No es un simple dependiente, no. Aunque le hable con cortesía a ese señor de short y cámara fotográfica y le pregunte en inglés y francés cómo le ha ido en Cuba, aunque le muestre con delicadeza las tallas de madera y le diga cuestan 1, 20 o hasta 90 CUC, que fue el precio en que vendió aquella jirafa esbelta hace unos días. No es, repito, un simple dependiente.

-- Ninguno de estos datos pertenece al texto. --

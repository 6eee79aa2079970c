//! Rate Limiting Middleware using GCRA Algorithm
//!
//! Limits the alerting endpoints per peer IP with tower_governor.

use governor::middleware::StateInformationMiddleware;
use serde::{Deserialize, Serialize};
use std::sync::Arc;
use tower_governor::governor::GovernorConfigBuilder;
use tower_governor::key_extractor::PeerIpKeyExtractor;

/// Governor config keyed by peer IP, reporting X-RateLimit-* headers
pub type DefaultGovernorConfig =
    tower_governor::governor::GovernorConfig<PeerIpKeyExtractor, StateInformationMiddleware>;

/// Rate limiting configuration
#[derive(Debug, Clone, PartialEq, Serialize, Deserialize)]
#[serde(default)]
pub struct RateLimitConfig {
    /// Seconds to replenish one request
    pub per_second: u64,
    /// Requests allowed immediately
    pub burst_size: u32,
}

impl Default for RateLimitConfig {
    fn default() -> Self {
        Self {
            per_second: 2,
            burst_size: 5,
        }
    }
}

impl RateLimitConfig {
    /// Config for tests and trusted networks
    pub fn lenient() -> Self {
        Self {
            per_second: 1,
            burst_size: 100,
        }
    }
}

/// Build the governor config, or `None` when either limit is zero.
///
/// Peer IPs are only available when the service is served with
/// `into_make_service_with_connect_info::<SocketAddr>()`.
pub fn create_governor_config(config: &RateLimitConfig) -> Option<Arc<DefaultGovernorConfig>> {
    GovernorConfigBuilder::default()
        .per_second(config.per_second)
        .burst_size(config.burst_size)
        .use_headers()
        .finish()
        .map(Arc::new)
}

#[cfg(test)]
mod tests {
    use super::*;

    #[test]
    fn test_default_config() {
        let config = RateLimitConfig::default();
        assert_eq!(config.per_second, 2);
        assert_eq!(config.burst_size, 5);
        assert!(create_governor_config(&config).is_some());
    }

    #[test]
    fn test_zero_limits_rejected() {
        let config = RateLimitConfig {
            per_second: 0,
            burst_size: 5,
        };
        assert!(create_governor_config(&config).is_none());
    }
}
//! Device and location routes

use alerting::{ActivityEvent, DeliveryTarget, Notification};
use axum::extract::State;
use axum::Json;
use chrono::Utc;
use serde::{Deserialize, Serialize};
use storage::StorageError;
use tracing::{info, warn};

use crate::error::ApiError;
use crate::SharedState;

#[derive(Debug, Deserialize)]
pub struct DeviceTokenRequest {
    pub subject_id: Option<String>,
    pub token: Option<String>,
}

#[derive(Debug, Deserialize)]
pub struct LocationRequest {
    pub subject_id: Option<String>,
    pub latitude: Option<f64>,
    pub longitude: Option<f64>,
}

#[derive(Debug, Serialize, Deserialize)]
pub struct MessageResponse {
    pub message: String,
    #[serde(skip_serializing_if = "Option::is_none")]
    pub id: Option<String>,
}

/// Register the push token notifications for a subject go to
pub async fn register_device_token(
    State(state): State<SharedState>,
    Json(request): Json<DeviceTokenRequest>,
) -> Result<Json<MessageResponse>, ApiError> {
    let token = match request.token.as_deref().map(str::trim) {
        Some(token) if !token.is_empty() => token.to_string(),
        _ => return Err(ApiError::BadRequest("Missing device token".to_string())),
    };
    let subject = state
        .pipeline
        .config()
        .subject_or_default(request.subject_id.as_deref());

    state.repository.set_device_token(&subject, &token)?;
    if let Some(events) = &state.events {
        if events.send(ActivityEvent::DeviceRegistered { subject, token }).await.is_err() {
            warn!("Sweep stopped, device registration not forwarded");
        }
    }

    Ok(Json(MessageResponse {
        message: "Device token registered successfully".to_string(),
        id: None,
    }))
}

/// Store a reported position and push a fall alert carrying it
pub async fn location_alert(
    State(state): State<SharedState>,
    Json(request): Json<LocationRequest>,
) -> Result<Json<MessageResponse>, ApiError> {
    let (latitude, longitude) = match (request.latitude, request.longitude) {
        (Some(lat), Some(lon)) if lat.is_finite() && lon.is_finite() => (lat, lon),
        _ => return Err(ApiError::BadRequest("Missing latitude or longitude".to_string())),
    };
    let subject = state
        .pipeline
        .config()
        .subject_or_default(request.subject_id.as_deref());

    let now = Utc::now();
    let location = state.repository.insert_location(&subject, latitude, longitude, now)?;

    let token = match state.repository.device_token(&subject) {
        Ok(token) => token,
        Err(StorageError::NotFound) => {
            return Err(ApiError::NotFound("User device token not found".to_string()))
        }
        Err(e) => return Err(e.into()),
    };

    let notification = Notification::fall_location(&location.id, subject.as_str(), latitude, longitude, now);
    let target = DeliveryTarget::new(subject.clone(), Some(token));
    state.sink.send(&target, &notification)?;
    metrics::counter!("activity_notifications_total", "kind" => notification.kind.as_str()).increment(1);
    info!("Location alert {} sent for {}", location.id, subject);

    Ok(Json(MessageResponse {
        message: "Location alert sent".to_string(),
        id: Some(location.id),
    }))
}
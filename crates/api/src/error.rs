//! HTTP error mapping

use activity_pipeline::PipelineError;
use alerting::SinkError;
use axum::http::StatusCode;
use axum::response::{IntoResponse, Response};
use axum::Json;
use serde_json::json;
use storage::StorageError;
use thiserror::Error;
use tracing::error;

#[derive(Debug, Error)]
pub enum ApiError {
    #[error("{0}")]
    BadRequest(String),
    #[error("{0}")]
    NotFound(String),
    #[error(transparent)]
    Pipeline(#[from] PipelineError),
    #[error(transparent)]
    Storage(#[from] StorageError),
    #[error("Notification delivery failed: {0}")]
    Delivery(#[from] SinkError),
    #[error("Internal error: {0}")]
    Internal(String),
}

impl ApiError {
    pub fn status(&self) -> StatusCode {
        match self {
            ApiError::BadRequest(_) => StatusCode::BAD_REQUEST,
            ApiError::NotFound(_) => StatusCode::NOT_FOUND,
            ApiError::Pipeline(e) if e.is_client_error() => StatusCode::BAD_REQUEST,
            ApiError::Delivery(_) => StatusCode::BAD_GATEWAY,
            ApiError::Pipeline(_) | ApiError::Storage(_) | ApiError::Internal(_) => {
                StatusCode::INTERNAL_SERVER_ERROR
            }
        }
    }
}

impl IntoResponse for ApiError {
    fn into_response(self) -> Response {
        let status = self.status();
        if status.is_server_error() {
            error!("Request failed: {}", self);
        }
        (status, Json(json!({ "error": self.to_string() }))).into_response()
    }
}

#[cfg(test)]
mod tests {
    use super::*;
    use data_validator::ValidationError;
    use inference_engine::InferenceError;

    #[test]
    fn test_status_mapping() {
        let input = ApiError::from(PipelineError::InputShape(ValidationError::InvalidFormat("x".into())));
        assert_eq!(input.status(), StatusCode::BAD_REQUEST);

        let model = ApiError::from(PipelineError::Classification(InferenceError::InferenceFailed("x".into())));
        assert_eq!(model.status(), StatusCode::INTERNAL_SERVER_ERROR);

        assert_eq!(ApiError::NotFound("x".into()).status(), StatusCode::NOT_FOUND);
    }
}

La farsa se reconoce en el modo lánguido en que Serguei Martínez se inclina hacia el cliente, con elegancia, pero sin acosarlo, a explicarle por qué es mejor esta o aquella imitación del arte africano o los pequeños bates de béisbol que tienen la imagen de Cuba grabada con fuego. También por el inglés fluido con que pregunta no solo si quiere comprar, sino que también se preocupa por el país de origen del visitante o si le gustó la ciudad o cómo lo está tratando el calor.
Con cinco libros publicados, una maestría que defenderá en estos días y varios premios literarios en las vitrinas, Serguei Martínez es quizá, si exceptuamos a la escritora Liany Vento (que trabaja precisamente al lado suyo), el más ilustrado de los vendedores de Expoarte, el nuevo bazar de artesanías inaugurado en Santa Clara.
Estamos hablando de un ortoedro de acero, cristal y piedra caliza que se levanta frente al Monumento a la Acción del Tren Blindado, justo al cruzar la calle. Se encuentra en el lugar que antes perteneció a una carpintería y luego a la empresa estatal que atiende viales, pero que en los últimos tiempos estaba derivando en vertedero clandestino.
Serguei Martínez es un joven de 33 años, mide 1.84 y pesa 78 kilos. Su kiosko, el segundo a mano derecha, oferta artesanías de madera: maracas, tambores, llaveros, pulsos con la imagen del Che y hasta un helicóptero desmontable. Serguei llegó ahí en octubre de 2015, unos meses después de haber abandonado su cátedra de profesor de Filosofía en la Universidad Pedagógica Félix Varela.
—Pero a ti te gustaba impartir clases —estamos sentados en el centro de Expoarte, en unas mesitas blancas de metal que los clientes usan para conversar o tomar una tacita de café.
—Me gusta impartir clases —recalca el joven escritor—. Pero lo dejé por dos cosas fundamentales. La primera es que el tiempo se me iba en cuestiones burocráticas y no en dar clases como tal. La otra, me hacía falta ganar un poco más de dinero.
Serguei Martínez hace una pausa y agrega:
—Como ves, son problemas que aquejan a la mayoría de los cubanos.
Dice Serguei que lo más difícil de trabajar ahí es el proceso de montar y desmontar los estantes. Tiene que colocar las artesanías, varias cajas de ellas, en el lugar que les toca, limpiarlas un poco, ponerle los precios. Pierde más o menos hora, hora y media, en eso.
Le pagan un salario básico y, si logra vender más de 20 CUC en el día, tiene derecho al 10 % de las ventas. Según me explica él mismo, es fácil alcanzar esa cifra, pero casi imposible pasarse de los 50 diarios. “Es mucho más de lo que cobra un profesor o un médico”, el escritor sonríe con cierta ironía. De cualquier forma nunca anda holgado de recursos pues, además de ir viviendo, debe pagar un alquiler en Santa Clara.
—¿Qué haces en tu tiempo libre?
—Escribo en la revista Guamo y soy editor de Cómo, la revista de la Asociación Hermanos Saíz en la provincia. Trabajo en mi literatura, ahora mismo estoy terminando un libro de poemas y otro de cuentos. Invierto bastante tiempo en ver cine, algo que me gusta mucho. Y, como todo el mundo, tengo que resolver problemas hogareños.
—¿No crees que trabajar aquí demerite tus estudios superiores, tu carrera literaria?
—Mira, el trabajo honrado es trabajo en todas sus formas. Yo estudié, aprendí muchas cosas, y ese conocimiento siempre me acompaña. Lo puedo usar en la Academia, aquí, en cualquier lugar.
—¿Tu familia piensa eso mismo?
—Mi familia puede opinar, de hecho, lo hace; pero la decisión final es mía. Soy bastante independiente, sobre todo después que me gradué y comencé a trabajar. Más allá de que a veces critique, a veces no, yo creo que en el fondo mi familia confía en la decisión que tomé.